Exercise objective. Would you copy only the lines below, beginning with the one that contains "while i < len && !self.chars[i].is_whitespace()" and running through the last entry line?

———

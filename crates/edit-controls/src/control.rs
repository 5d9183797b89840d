//! The headless text-editing control.

use crate::error::{ControlError, ControlResult};
use crate::events::{ControlEvent, EventLog};
use crate::kind::TextEditableType;
use crossterm::event::{KeyCode, KeyEvent, KeyEventKind, KeyModifiers};

/// Mask glyph used by password controls unless overridden.
pub const DEFAULT_PASSWORD_CHAR: char = '\u{2022}';

/// A text-editing control.
///
/// Text is held as characters so that every index (caret, selection start,
/// max length) counts characters rather than bytes. The selection is the
/// range between `anchor` and `caret`; the caret is its active end.
#[derive(Debug, Clone)]
pub struct TextControl {
    kind: TextEditableType,
    chars: Vec<char>,
    anchor: usize,
    caret: usize,
    accepts_tab: bool,
    accepts_return: bool,
    read_only: bool,
    max_length: usize,
    password_char: char,
    enabled: bool,
    text_version: u64,
    events: EventLog,
}

impl TextControl {
    pub fn new(kind: TextEditableType) -> Self {
        Self {
            kind,
            chars: Vec::new(),
            anchor: 0,
            caret: 0,
            accepts_tab: false,
            accepts_return: matches!(kind, TextEditableType::RichTextBox),
            read_only: false,
            max_length: 0,
            password_char: DEFAULT_PASSWORD_CHAR,
            enabled: true,
            text_version: 0,
            events: EventLog::new(),
        }
    }

    pub fn kind(&self) -> TextEditableType {
        self.kind
    }

    // ---- content ----

    /// The content. For password controls this is the clear password.
    pub fn text(&self) -> String {
        self.chars.iter().collect()
    }

    /// Length in characters.
    pub fn len(&self) -> usize {
        self.chars.len()
    }

    pub fn is_empty(&self) -> bool {
        self.chars.is_empty()
    }

    /// What the control shows: the text, or one mask glyph per character.
    pub fn display_text(&self) -> String {
        if self.kind.is_password() {
            std::iter::repeat(self.password_char).take(self.chars.len()).collect()
        } else {
            self.text()
        }
    }

    /// Replace the content and put the caret at the start.
    ///
    /// Programmatic assignment ignores `max_length` and `is_read_only`.
    pub fn set_text(&mut self, text: &str) {
        self.track(|c| {
            let new: Vec<char> = c.filter_line_breaks(text.chars()).collect();
            if new != c.chars {
                c.chars = new;
                c.text_version += 1;
            }
            c.anchor = 0;
            c.caret = 0;
        });
    }

    pub fn clear(&mut self) {
        self.set_text("");
    }

    /// Type `text` over the selection, as keyboard input would.
    ///
    /// Respects `is_read_only` and truncates to `max_length`. Returns
    /// whether the content changed.
    pub fn insert_text(&mut self, text: &str) -> bool {
        self.track(|c| c.replace_selection(text))
    }

    // ---- selection ----

    pub fn selection_start(&self) -> usize {
        self.anchor.min(self.caret)
    }

    pub fn selection_length(&self) -> usize {
        self.anchor.abs_diff(self.caret)
    }

    pub fn caret_index(&self) -> usize {
        self.caret
    }

    pub fn selected_text(&self) -> String {
        let start = self.selection_start();
        self.chars[start..start + self.selection_length()].iter().collect()
    }

    /// Text before the selection.
    pub fn text_before_selection(&self) -> String {
        self.chars[..self.selection_start()].iter().collect()
    }

    /// Text after the selection.
    pub fn text_after_selection(&self) -> String {
        let end = self.selection_start() + self.selection_length();
        self.chars[end..].iter().collect()
    }

    /// Select `length` characters from `start`.
    ///
    /// Negative arguments are rejected. Arguments past the end of the text
    /// are clamped to it.
    pub fn select(&mut self, start: i64, length: i64) -> ControlResult<()> {
        if start < 0 {
            return Err(ControlError::out_of_range("start", start));
        }
        if length < 0 {
            return Err(ControlError::out_of_range("length", length));
        }
        let len = self.chars.len();
        let start = clamp_index(start, len);
        let end = start + clamp_index(length, len - start);
        self.track(|c| {
            c.anchor = start;
            c.caret = end;
        });
        Ok(())
    }

    /// Collapse the selection at `index`.
    pub fn set_caret_index(&mut self, index: i64) -> ControlResult<()> {
        if index < 0 {
            return Err(ControlError::out_of_range("caret index", index));
        }
        let index = clamp_index(index, self.chars.len());
        self.track(|c| {
            c.anchor = index;
            c.caret = index;
        });
        Ok(())
    }

    pub fn select_all(&mut self) {
        self.track(|c| {
            c.anchor = 0;
            c.caret = c.chars.len();
        });
    }

    // ---- properties ----

    pub fn accepts_tab(&self) -> bool {
        self.accepts_tab
    }

    pub fn set_accepts_tab(&mut self, accepts: bool) -> ControlResult<()> {
        if accepts && self.kind.is_password() {
            return Err(ControlError::InvalidOperation(format!(
                "{} does not accept tabs",
                self.kind
            )));
        }
        self.accepts_tab = accepts;
        Ok(())
    }

    pub fn accepts_return(&self) -> bool {
        self.accepts_return
    }

    pub fn set_accepts_return(&mut self, accepts: bool) -> ControlResult<()> {
        if accepts && !self.kind.supports_multiline() {
            return Err(ControlError::InvalidOperation(format!(
                "{} does not accept returns",
                self.kind
            )));
        }
        self.accepts_return = accepts;
        Ok(())
    }

    pub fn is_read_only(&self) -> bool {
        self.read_only
    }

    pub fn set_read_only(&mut self, read_only: bool) {
        self.read_only = read_only;
    }

    /// Maximum number of characters user input may produce; 0 is unlimited.
    pub fn max_length(&self) -> usize {
        self.max_length
    }

    /// Lowering the limit does not truncate existing text.
    pub fn set_max_length(&mut self, max_length: i64) -> ControlResult<()> {
        if max_length < 0 {
            return Err(ControlError::out_of_range("max length", max_length));
        }
        self.max_length = clamp_index(max_length, usize::MAX);
        Ok(())
    }

    pub fn password_char(&self) -> char {
        self.password_char
    }

    pub fn set_password_char(&mut self, c: char) -> ControlResult<()> {
        if c.is_control() {
            return Err(ControlError::InvalidOperation(format!(
                "{:?} cannot be used as a password mask",
                c
            )));
        }
        self.password_char = c;
        Ok(())
    }

    pub fn is_enabled(&self) -> bool {
        self.enabled
    }

    pub fn set_enabled(&mut self, enabled: bool) {
        self.enabled = enabled;
    }

    pub fn events(&self) -> &EventLog {
        &self.events
    }

    pub fn events_mut(&mut self) -> &mut EventLog {
        &mut self.events
    }

    // ---- keyboard ----

    /// Apply a key press. Returns `false` when the control does not consume
    /// the key, so the host can route it (Tab to focus navigation, for one).
    pub fn handle_key(&mut self, key: &KeyEvent) -> bool {
        if !self.enabled || key.kind == KeyEventKind::Release {
            return false;
        }
        let ctrl = key.modifiers.contains(KeyModifiers::CONTROL);
        let shift = key.modifiers.contains(KeyModifiers::SHIFT);
        let alt = key.modifiers.contains(KeyModifiers::ALT);

        match key.code {
            KeyCode::Char('a') | KeyCode::Char('A') if ctrl => {
                self.select_all();
                true
            }
            KeyCode::Char(_) if ctrl || alt => false,
            KeyCode::Char(c) => {
                self.insert_text(c.encode_utf8(&mut [0; 4]));
                true
            }
            KeyCode::Tab | KeyCode::BackTab if !ctrl && self.accepts_tab => {
                self.insert_text("\t");
                true
            }
            KeyCode::Enter if self.accepts_return => {
                self.insert_text("\n");
                true
            }
            KeyCode::Backspace => {
                self.track(|c| c.delete_backward(ctrl));
                true
            }
            KeyCode::Delete => {
                self.track(|c| c.delete_forward(ctrl));
                true
            }
            KeyCode::Left => {
                self.track(|c| c.move_left(shift, ctrl));
                true
            }
            KeyCode::Right => {
                self.track(|c| c.move_right(shift, ctrl));
                true
            }
            KeyCode::Home => {
                self.track(|c| {
                    let to = if ctrl { 0 } else { c.line_start(c.caret) };
                    c.move_caret(to, shift);
                });
                true
            }
            KeyCode::End => {
                self.track(|c| {
                    let to = if ctrl { c.chars.len() } else { c.line_end(c.caret) };
                    c.move_caret(to, shift);
                });
                true
            }
            KeyCode::Up if self.kind.supports_multiline() => {
                self.track(|c| c.move_vertical(-1, shift));
                true
            }
            KeyCode::Down if self.kind.supports_multiline() => {
                self.track(|c| c.move_vertical(1, shift));
                true
            }
            _ => false,
        }
    }

    // ---- internals ----

    /// Run `f` and raise change events for whatever it changed.
    fn track<R>(&mut self, f: impl FnOnce(&mut Self) -> R) -> R {
        let version = self.text_version;
        let selection = (self.selection_start(), self.selection_length());
        let result = f(self);
        if self.text_version != version {
            self.events.record(ControlEvent::TextChanged);
        }
        if (self.selection_start(), self.selection_length()) != selection {
            self.events.record(ControlEvent::SelectionChanged);
        }
        result
    }

    fn filter_line_breaks<'a>(&self, chars: impl Iterator<Item = char> + 'a) -> impl Iterator<Item = char> + 'a {
        let multiline = self.kind.supports_multiline();
        chars.filter(move |c| multiline || (*c != '\n' && *c != '\r'))
    }

    fn replace_selection(&mut self, text: &str) -> bool {
        if self.read_only {
            return false;
        }
        let start = self.selection_start();
        let end = start + self.selection_length();

        let mut inserted: Vec<char> = self.filter_line_breaks(text.chars()).collect();
        if self.max_length > 0 {
            let kept = self.chars.len() - (end - start);
            inserted.truncate(self.max_length.saturating_sub(kept));
        }
        if inserted.is_empty() && start == end {
            return false;
        }

        let caret = start + inserted.len();
        self.chars.splice(start..end, inserted);
        self.anchor = caret;
        self.caret = caret;
        self.text_version += 1;
        true
    }

    fn delete_backward(&mut self, word: bool) {
        if self.read_only {
            return;
        }
        if self.selection_length() == 0 {
            if self.caret == 0 {
                return;
            }
            self.anchor = if word { self.previous_word_start(self.caret) } else { self.caret - 1 };
        }
        self.replace_selection("");
    }

    fn delete_forward(&mut self, word: bool) {
        if self.read_only {
            return;
        }
        if self.selection_length() == 0 {
            if self.caret == self.chars.len() {
                return;
            }
            self.anchor = if word { self.next_word_start(self.caret) } else { self.caret + 1 };
        }
        self.replace_selection("");
    }

    fn move_caret(&mut self, to: usize, extend: bool) {
        self.caret = to.min(self.chars.len());
        if !extend {
            self.anchor = self.caret;
        }
    }

    fn move_left(&mut self, extend: bool, word: bool) {
        if !extend && self.selection_length() > 0 && !word {
            let start = self.selection_start();
            self.move_caret(start, false);
            return;
        }
        let to = if word {
            self.previous_word_start(self.caret)
        } else {
            self.caret.saturating_sub(1)
        };
        self.move_caret(to, extend);
    }

    fn move_right(&mut self, extend: bool, word: bool) {
        if !extend && self.selection_length() > 0 && !word {
            let end = self.selection_start() + self.selection_length();
            self.move_caret(end, false);
            return;
        }
        let to = if word {
            self.next_word_start(self.caret)
        } else {
            self.caret + 1
        };
        self.move_caret(to, extend);
    }

    fn move_vertical(&mut self, direction: i32, extend: bool) {
        let start = self.line_start(self.caret);
        let column = self.caret - start;
        let target = if direction < 0 {
            if start == 0 {
                0
            } else {
                let prev_start = self.line_start(start - 1);
                (prev_start + column).min(start - 1)
            }
        } else {
            let end = self.line_end(self.caret);
            if end == self.chars.len() {
                end
            } else {
                let next_start = end + 1;
                (next_start + column).min(self.line_end(next_start))
            }
        };
        self.move_caret(target, extend);
    }

    fn line_start(&self, pos: usize) -> usize {
        self.chars[..pos]
            .iter()
            .rposition(|c| *c == '\n')
            .map_or(0, |i| i + 1)
    }

    fn line_end(&self, pos: usize) -> usize {
        self.chars[pos..]
            .iter()
            .position(|c| *c == '\n')
            .map_or(self.chars.len(), |i| pos + i)
    }

    fn previous_word_start(&self, pos: usize) -> usize {
        let mut i = pos;
        while i > 0 && self.chars[i - 1].is_whitespace() {
            i -= 1;
        }
        while i > 0 && !self.chars[i - 1].is_whitespace() {
            i -= 1;
        }
        i
    }

    fn next_word_start(&self, pos: usize) -> usize {
        let len = self.chars.len();
        let mut i = pos;
        while i < len && !self.chars[i].is_whitespace() {
            i += 1;
        }
        while i < len && self.chars[i].is_whitespace() {
            i += 1;
        }
        i
    }
}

———

Exercise response.
        while i < len && !self.chars[i].is_whitespace() {
            i += 1;
        }
        while i < len && self.chars[i].is_whitespace() {
            i += 1;
        }
        i
    }
}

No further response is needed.